* **Records to process**
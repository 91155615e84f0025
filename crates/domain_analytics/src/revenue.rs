//! Revenue aggregates: totals, status splits, outstanding, collection time
//!
//! All functions take the already-filtered item set and degrade to zero
//! when nothing qualifies. The portal bills in a single currency; sums
//! carry the currency of the first contributing item and default to INR
//! when the set is empty.

use rust_decimal::Decimal;
use serde::{Deserialize, Serialize};

use core_kernel::{Currency, Money};
use domain_billing::{BillableItem, InvoiceType, ItemStatus};

/// Sums item amounts without ever failing
pub(crate) fn sum_amounts<'a>(items: impl IntoIterator<Item = &'a BillableItem>) -> Money {
    let mut total = Decimal::ZERO;
    let mut currency: Option<Currency> = None;
    for item in items {
        total += item.amount.amount();
        currency.get_or_insert(item.amount.currency());
    }
    Money::new(total, currency.unwrap_or_default())
}

/// Realized revenue split by charge kind
#[derive(Debug, Clone, PartialEq, Eq, Serialize, Deserialize)]
pub struct RevenueBreakdown {
    /// Raised + Received, all types
    pub total: Money,
    /// Raised + Received license revenue (the ARR figure)
    pub license: Money,
    /// Raised + Received one-time revenue
    pub one_time: Money,
}

/// Amounts split by invoicing status
#[derive(Debug, Clone, PartialEq, Eq, Serialize, Deserialize)]
pub struct StatusSplit {
    /// Invoiced, payment outstanding
    pub raised: Money,
    /// Invoiced and paid
    pub received: Money,
}

/// Total revenue over invoiced (Raised/Received) items
pub fn total_revenue(items: &[&BillableItem]) -> RevenueBreakdown {
    let invoiced: Vec<&BillableItem> = items
        .iter()
        .copied()
        .filter(|item| item.status.is_invoiced())
        .collect();

    RevenueBreakdown {
        total: sum_amounts(invoiced.iter().copied()),
        license: sum_amounts(
            invoiced
                .iter()
                .copied()
                .filter(|i| i.invoice_type == InvoiceType::License),
        ),
        one_time: sum_amounts(
            invoiced
                .iter()
                .copied()
                .filter(|i| i.invoice_type == InvoiceType::OneTime),
        ),
    }
}

/// Amount invoiced but not yet paid (status Raised only)
pub fn outstanding(items: &[&BillableItem]) -> Money {
    sum_amounts(
        items
            .iter()
            .copied()
            .filter(|item| item.status == ItemStatus::Raised),
    )
}

/// Raised/Received split for one charge kind
pub fn by_status_for_type(items: &[&BillableItem], invoice_type: InvoiceType) -> StatusSplit {
    let of_type = |status: ItemStatus| {
        sum_amounts(
            items
                .iter()
                .copied()
                .filter(|i| i.invoice_type == invoice_type && i.status == status),
        )
    };
    StatusSplit {
        raised: of_type(ItemStatus::Raised),
        received: of_type(ItemStatus::Received),
    }
}

/// Mean days from invoice to payment over paid items
///
/// Only Received items carrying both dates qualify; returns 0.0 when none
/// do.
pub fn average_collection_days(items: &[&BillableItem]) -> f64 {
    let spans: Vec<i64> = items
        .iter()
        .filter(|item| item.status == ItemStatus::Received)
        .filter_map(|item| {
            let invoice = item.invoice_date?;
            let payment = item.payment_date?;
            Some((payment - invoice).num_days())
        })
        .collect();

    if spans.is_empty() {
        return 0.0;
    }
    spans.iter().sum::<i64>() as f64 / spans.len() as f64
}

* **Work request**
From the line with "0.0 when none" through the final line of the records, return each line exactly. Leave out the rest.

* **Exercise response**
/// Only Received items carrying both dates qualify; returns 0.0 when none
/// do.
pub fn average_collection_days(items: &[&BillableItem]) -> f64 {
    let spans: Vec<i64> = items
        .iter()
        .filter(|item| item.status == ItemStatus::Received)
        .filter_map(|item| {
            let invoice = item.invoice_date?;
            let payment = item.payment_date?;
            Some((payment - invoice).num_days())
        })
        .collect();

    if spans.is_empty() {
        return 0.0;
    }
    spans.iter().sum::<i64>() as f64 / spans.len() as f64
}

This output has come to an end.